Work to be completed:
The response should consist of every record, reproduced exactly.

--- Provided data ---

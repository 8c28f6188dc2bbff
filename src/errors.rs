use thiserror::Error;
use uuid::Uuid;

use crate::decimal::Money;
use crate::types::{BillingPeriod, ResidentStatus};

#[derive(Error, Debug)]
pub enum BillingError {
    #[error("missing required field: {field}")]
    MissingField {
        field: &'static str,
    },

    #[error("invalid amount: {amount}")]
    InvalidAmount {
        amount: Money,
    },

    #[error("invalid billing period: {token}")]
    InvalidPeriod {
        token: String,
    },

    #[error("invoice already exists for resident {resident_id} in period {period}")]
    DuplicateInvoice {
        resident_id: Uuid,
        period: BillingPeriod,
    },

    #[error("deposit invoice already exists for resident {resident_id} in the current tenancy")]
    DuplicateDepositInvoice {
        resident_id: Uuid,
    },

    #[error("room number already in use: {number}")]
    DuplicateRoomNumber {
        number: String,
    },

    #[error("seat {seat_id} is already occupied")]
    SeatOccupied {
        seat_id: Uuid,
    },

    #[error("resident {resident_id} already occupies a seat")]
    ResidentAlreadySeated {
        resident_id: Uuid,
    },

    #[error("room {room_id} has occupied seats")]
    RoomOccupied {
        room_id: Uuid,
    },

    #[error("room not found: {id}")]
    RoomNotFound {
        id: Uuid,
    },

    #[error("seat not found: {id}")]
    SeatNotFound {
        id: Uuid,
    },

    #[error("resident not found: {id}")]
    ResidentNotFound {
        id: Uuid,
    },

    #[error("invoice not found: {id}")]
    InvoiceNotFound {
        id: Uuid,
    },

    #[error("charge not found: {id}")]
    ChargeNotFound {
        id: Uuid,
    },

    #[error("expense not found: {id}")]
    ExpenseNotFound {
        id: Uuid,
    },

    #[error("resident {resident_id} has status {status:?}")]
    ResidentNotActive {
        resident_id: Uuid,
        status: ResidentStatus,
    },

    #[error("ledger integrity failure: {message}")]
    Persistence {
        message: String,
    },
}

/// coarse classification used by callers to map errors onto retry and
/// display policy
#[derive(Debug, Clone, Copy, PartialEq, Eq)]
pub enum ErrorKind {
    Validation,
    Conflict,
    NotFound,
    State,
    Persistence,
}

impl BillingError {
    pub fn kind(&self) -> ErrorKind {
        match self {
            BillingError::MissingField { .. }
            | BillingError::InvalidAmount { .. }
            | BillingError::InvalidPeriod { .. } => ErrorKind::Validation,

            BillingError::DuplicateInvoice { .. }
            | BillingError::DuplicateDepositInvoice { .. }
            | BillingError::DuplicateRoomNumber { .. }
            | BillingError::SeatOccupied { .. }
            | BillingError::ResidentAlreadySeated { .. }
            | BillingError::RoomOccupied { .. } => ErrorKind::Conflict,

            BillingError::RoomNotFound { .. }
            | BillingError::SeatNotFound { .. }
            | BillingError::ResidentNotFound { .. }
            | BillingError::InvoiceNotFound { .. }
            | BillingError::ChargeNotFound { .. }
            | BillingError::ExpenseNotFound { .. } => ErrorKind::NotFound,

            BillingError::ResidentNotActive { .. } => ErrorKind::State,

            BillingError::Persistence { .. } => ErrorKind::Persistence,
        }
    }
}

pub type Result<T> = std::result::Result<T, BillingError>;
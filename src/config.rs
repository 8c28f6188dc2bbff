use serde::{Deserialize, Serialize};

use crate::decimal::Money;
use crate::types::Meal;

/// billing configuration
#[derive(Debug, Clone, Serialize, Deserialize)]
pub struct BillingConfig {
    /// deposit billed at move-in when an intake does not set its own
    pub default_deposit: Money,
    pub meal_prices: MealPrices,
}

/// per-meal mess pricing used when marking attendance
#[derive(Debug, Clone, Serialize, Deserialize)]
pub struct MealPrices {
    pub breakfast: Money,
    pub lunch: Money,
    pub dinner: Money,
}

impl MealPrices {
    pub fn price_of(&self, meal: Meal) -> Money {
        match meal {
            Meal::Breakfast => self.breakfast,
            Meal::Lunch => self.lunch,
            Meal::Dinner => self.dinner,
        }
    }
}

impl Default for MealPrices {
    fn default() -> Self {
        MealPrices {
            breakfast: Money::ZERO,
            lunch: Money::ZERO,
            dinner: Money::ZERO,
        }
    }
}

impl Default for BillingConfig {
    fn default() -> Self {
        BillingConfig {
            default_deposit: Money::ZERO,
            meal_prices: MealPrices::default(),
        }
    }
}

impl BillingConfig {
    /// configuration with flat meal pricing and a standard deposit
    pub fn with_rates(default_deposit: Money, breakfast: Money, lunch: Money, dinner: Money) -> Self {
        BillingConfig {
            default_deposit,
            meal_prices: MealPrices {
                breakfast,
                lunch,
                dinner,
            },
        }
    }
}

---

Answer section:
repository 8c28f6188dc2bbff
filename src/errors.rs
use thiserror::Error;
use uuid::Uuid;

use crate::decimal::Money;
use crate::types::{BillingPeriod, ResidentStatus};

#[derive(Error, Debug)]
pub enum BillingError {
    #[error("missing required field: {field}")]
    MissingField {
        field: &'static str,
    },

    #[error("invalid amount: {amount}")]
    InvalidAmount {
        amount: Money,
    },

    #[error("invalid billing period: {token}")]
    InvalidPeriod {
        token: String,
    },

    #[error("invoice already exists for resident {resident_id} in period {period}")]
    DuplicateInvoice {
        resident_id: Uuid,
        period: BillingPeriod,
    },

    #[error("deposit invoice already exists for resident {resident_id} in the current tenancy")]
    DuplicateDepositInvoice {
        resident_id: Uuid,
    },

    #[error("room number already in use: {number}")]
    DuplicateRoomNumber {
        number: String,
    },

    #[error("seat {seat_id} is already occupied")]
    SeatOccupied {
        seat_id: Uuid,
    },

    #[error("resident {resident_id} already occupies a seat")]
    ResidentAlreadySeated {
        resident_id: Uuid,
    },

    #[error("room {room_id} has occupied seats")]
    RoomOccupied {
        room_id: Uuid,
    },

    #[error("room not found: {id}")]
    RoomNotFound {
        id: Uuid,
    },

    #[error("seat not found: {id}")]
    SeatNotFound {
        id: Uuid,
    },

    #[error("resident not found: {id}")]
    ResidentNotFound {
        id: Uuid,
    },

    #[error("invoice not found: {id}")]
    InvoiceNotFound {
        id: Uuid,
    },

    #[error("charge not found: {id}")]
    ChargeNotFound {
        id: Uuid,
    },

    #[error("expense not found: {id}")]
    ExpenseNotFound {
        id: Uuid,
    },

    #[error("resident {resident_id} has status {status:?}")]
    ResidentNotActive {
        resident_id: Uuid,
        status: ResidentStatus,
    },

    #[error("ledger integrity failure: {message}")]
    Persistence {
        message: String,
    },
}

/// coarse classification used by callers to map errors onto retry and
/// display policy
#[derive(Debug, Clone, Copy, PartialEq, Eq)]
pub enum ErrorKind {
    Validation,
    Conflict,
    NotFound,
    State,
    Persistence,
}

impl BillingError {
    pub fn kind(&self) -> ErrorKind {
        match self {
            BillingError::MissingField { .. }
            | BillingError::InvalidAmount { .. }
            | BillingError::InvalidPeriod { .. } => ErrorKind::Validation,

            BillingError::DuplicateInvoice { .. }
            | BillingError::DuplicateDepositInvoice { .. }
            | BillingError::DuplicateRoomNumber { .. }
            | BillingError::SeatOccupied { .. }
            | BillingError::ResidentAlreadySeated { .. }
            | BillingError::RoomOccupied { .. } => ErrorKind::Conflict,

            BillingError::RoomNotFound { .. }
            | BillingError::SeatNotFound { .. }
            | BillingError::ResidentNotFound { .. }
            | BillingError::InvoiceNotFound { .. }
            | BillingError::ChargeNotFound { .. }
            | BillingError::ExpenseNotFound { .. } => ErrorKind::NotFound,

            BillingError::ResidentNotActive { .. } => ErrorKind::State,

            BillingError::Persistence { .. } => ErrorKind::Persistence,
        }
    }
}

pub type Result<T> = std::result::Result<T, BillingError>;
filename src/config.rs
repository 8c28f6188dc2bbff
use serde::{Deserialize, Serialize};

use crate::decimal::Money;
use crate::types::Meal;

/// billing configuration
#[derive(Debug, Clone, Serialize, Deserialize)]
pub struct BillingConfig {
    /// deposit billed at move-in when an intake does not set its own
    pub default_deposit: Money,
    pub meal_prices: MealPrices,
}

/// per-meal mess pricing used when marking attendance
#[derive(Debug, Clone, Serialize, Deserialize)]
pub struct MealPrices {
    pub breakfast: Money,
    pub lunch: Money,
    pub dinner: Money,
}

impl MealPrices {
    pub fn price_of(&self, meal: Meal) -> Money {
        match meal {
            Meal::Breakfast => self.breakfast,
            Meal::Lunch => self.lunch,
            Meal::Dinner => self.dinner,
        }
    }
}

impl Default for MealPrices {
    fn default() -> Self {
        MealPrices {
            breakfast: Money::ZERO,
            lunch: Money::ZERO,
            dinner: Money::ZERO,
        }
    }
}

impl Default for BillingConfig {
    fn default() -> Self {
        BillingConfig {
            default_deposit: Money::ZERO,
            meal_prices: MealPrices::default(),
        }
    }
}

impl BillingConfig {
    /// configuration with flat meal pricing and a standard deposit
    pub fn with_rates(default_deposit: Money, breakfast: Money, lunch: Money, dinner: Money) -> Self {
        BillingConfig {
            default_deposit,
            meal_prices: MealPrices {
                breakfast,
                lunch,
                dinner,
            },
        }
    }
}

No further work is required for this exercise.